DATA TO EXAMINE:
────────────────────

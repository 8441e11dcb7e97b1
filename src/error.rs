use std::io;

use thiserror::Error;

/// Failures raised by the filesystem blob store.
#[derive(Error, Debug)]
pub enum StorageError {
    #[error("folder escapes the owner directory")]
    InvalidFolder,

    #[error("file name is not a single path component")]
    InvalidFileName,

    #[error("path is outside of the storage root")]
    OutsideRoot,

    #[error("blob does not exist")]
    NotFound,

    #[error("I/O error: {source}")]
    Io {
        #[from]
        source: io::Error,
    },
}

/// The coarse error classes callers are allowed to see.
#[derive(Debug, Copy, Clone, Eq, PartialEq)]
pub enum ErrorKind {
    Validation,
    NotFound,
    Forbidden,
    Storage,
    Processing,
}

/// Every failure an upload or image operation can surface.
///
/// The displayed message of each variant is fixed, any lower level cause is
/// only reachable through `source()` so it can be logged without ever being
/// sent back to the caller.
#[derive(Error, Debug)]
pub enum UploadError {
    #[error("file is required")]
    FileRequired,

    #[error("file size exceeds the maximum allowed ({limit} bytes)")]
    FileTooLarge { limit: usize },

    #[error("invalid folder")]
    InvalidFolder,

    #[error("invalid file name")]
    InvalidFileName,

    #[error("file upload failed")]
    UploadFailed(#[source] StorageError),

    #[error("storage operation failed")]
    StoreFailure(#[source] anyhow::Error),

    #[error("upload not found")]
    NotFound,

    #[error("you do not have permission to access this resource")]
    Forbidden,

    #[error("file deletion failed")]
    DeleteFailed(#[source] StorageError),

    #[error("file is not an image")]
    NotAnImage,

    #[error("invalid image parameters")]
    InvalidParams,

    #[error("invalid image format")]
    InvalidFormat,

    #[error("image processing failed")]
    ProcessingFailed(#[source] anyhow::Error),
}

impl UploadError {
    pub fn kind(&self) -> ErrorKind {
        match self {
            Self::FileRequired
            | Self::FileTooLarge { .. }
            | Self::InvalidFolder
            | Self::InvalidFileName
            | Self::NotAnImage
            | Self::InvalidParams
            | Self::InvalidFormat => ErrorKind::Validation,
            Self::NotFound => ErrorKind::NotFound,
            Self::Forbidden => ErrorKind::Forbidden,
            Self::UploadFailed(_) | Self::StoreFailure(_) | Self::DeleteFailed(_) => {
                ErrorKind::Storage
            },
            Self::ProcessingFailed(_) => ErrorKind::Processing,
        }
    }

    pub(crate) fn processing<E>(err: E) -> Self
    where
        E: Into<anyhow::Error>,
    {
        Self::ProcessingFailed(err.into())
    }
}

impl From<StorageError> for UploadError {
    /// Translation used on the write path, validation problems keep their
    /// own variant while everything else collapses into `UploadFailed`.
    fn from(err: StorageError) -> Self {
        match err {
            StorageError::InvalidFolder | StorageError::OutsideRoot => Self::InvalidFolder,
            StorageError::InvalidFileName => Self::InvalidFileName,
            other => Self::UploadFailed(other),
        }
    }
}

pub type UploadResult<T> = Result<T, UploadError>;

────────────────────

DIRECTIONS:
Report how many lines of the entries hold the word "limit". Nothing else is needed.

WORKED SOLUTION:
2